*** Data Section Begins ***
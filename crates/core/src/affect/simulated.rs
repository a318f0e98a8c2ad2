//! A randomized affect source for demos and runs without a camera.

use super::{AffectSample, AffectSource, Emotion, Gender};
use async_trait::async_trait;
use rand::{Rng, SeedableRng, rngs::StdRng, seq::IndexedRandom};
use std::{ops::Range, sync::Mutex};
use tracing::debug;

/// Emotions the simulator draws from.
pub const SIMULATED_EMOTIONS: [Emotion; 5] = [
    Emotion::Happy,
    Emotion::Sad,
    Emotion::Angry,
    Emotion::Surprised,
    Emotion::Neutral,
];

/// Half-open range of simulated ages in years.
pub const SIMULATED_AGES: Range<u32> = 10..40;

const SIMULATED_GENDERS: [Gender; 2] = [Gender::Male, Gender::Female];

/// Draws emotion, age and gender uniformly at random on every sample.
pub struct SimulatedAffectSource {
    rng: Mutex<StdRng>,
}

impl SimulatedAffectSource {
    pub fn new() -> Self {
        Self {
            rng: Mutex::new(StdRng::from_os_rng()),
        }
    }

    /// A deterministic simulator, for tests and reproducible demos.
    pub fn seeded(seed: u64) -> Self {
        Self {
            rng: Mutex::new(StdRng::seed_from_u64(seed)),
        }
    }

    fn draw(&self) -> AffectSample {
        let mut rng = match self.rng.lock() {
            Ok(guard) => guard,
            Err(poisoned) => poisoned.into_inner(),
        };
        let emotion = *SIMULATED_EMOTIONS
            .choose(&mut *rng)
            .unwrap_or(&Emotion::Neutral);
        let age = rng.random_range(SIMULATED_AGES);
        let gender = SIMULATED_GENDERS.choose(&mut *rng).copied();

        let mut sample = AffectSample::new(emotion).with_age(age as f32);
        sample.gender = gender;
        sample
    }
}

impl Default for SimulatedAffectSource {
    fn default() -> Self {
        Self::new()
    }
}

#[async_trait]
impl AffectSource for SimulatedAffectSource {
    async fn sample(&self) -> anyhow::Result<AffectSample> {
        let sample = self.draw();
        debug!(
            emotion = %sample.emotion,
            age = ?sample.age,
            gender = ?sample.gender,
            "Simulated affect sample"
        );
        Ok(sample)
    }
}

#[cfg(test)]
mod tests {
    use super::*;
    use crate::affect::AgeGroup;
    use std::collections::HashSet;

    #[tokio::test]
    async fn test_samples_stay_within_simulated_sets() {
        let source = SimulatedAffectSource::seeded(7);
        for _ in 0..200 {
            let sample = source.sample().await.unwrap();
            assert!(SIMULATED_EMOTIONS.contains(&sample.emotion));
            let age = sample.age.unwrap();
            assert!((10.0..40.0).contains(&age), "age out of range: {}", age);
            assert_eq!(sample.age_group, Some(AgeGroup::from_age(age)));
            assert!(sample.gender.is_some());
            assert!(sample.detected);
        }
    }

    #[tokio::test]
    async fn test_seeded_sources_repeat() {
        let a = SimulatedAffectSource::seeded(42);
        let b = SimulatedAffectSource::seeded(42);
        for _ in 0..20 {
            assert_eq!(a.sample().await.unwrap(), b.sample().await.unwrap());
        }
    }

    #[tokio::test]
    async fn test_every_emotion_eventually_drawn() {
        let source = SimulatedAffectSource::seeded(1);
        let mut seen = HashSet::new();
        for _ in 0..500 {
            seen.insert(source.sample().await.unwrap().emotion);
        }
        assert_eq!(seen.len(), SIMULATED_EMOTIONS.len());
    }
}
*** Data Section Ends ***
→ **Try it**
Starting at the line that contains "let a = SimulatedAffectSource::seeded(42);", reproduce each line through the end of the records exactly, both ends included.

→ **Answer**
        let a = SimulatedAffectSource::seeded(42);
        let b = SimulatedAffectSource::seeded(42);
        for _ in 0..20 {
            assert_eq!(a.sample().await.unwrap(), b.sample().await.unwrap());
        }
    }

    #[tokio::test]
    async fn test_every_emotion_eventually_drawn() {
        let source = SimulatedAffectSource::seeded(1);
        let mut seen = HashSet::new();
        for _ in 0..500 {
            seen.insert(source.sample().await.unwrap().emotion);
        }
        assert_eq!(seen.len(), SIMULATED_EMOTIONS.len());
    }
}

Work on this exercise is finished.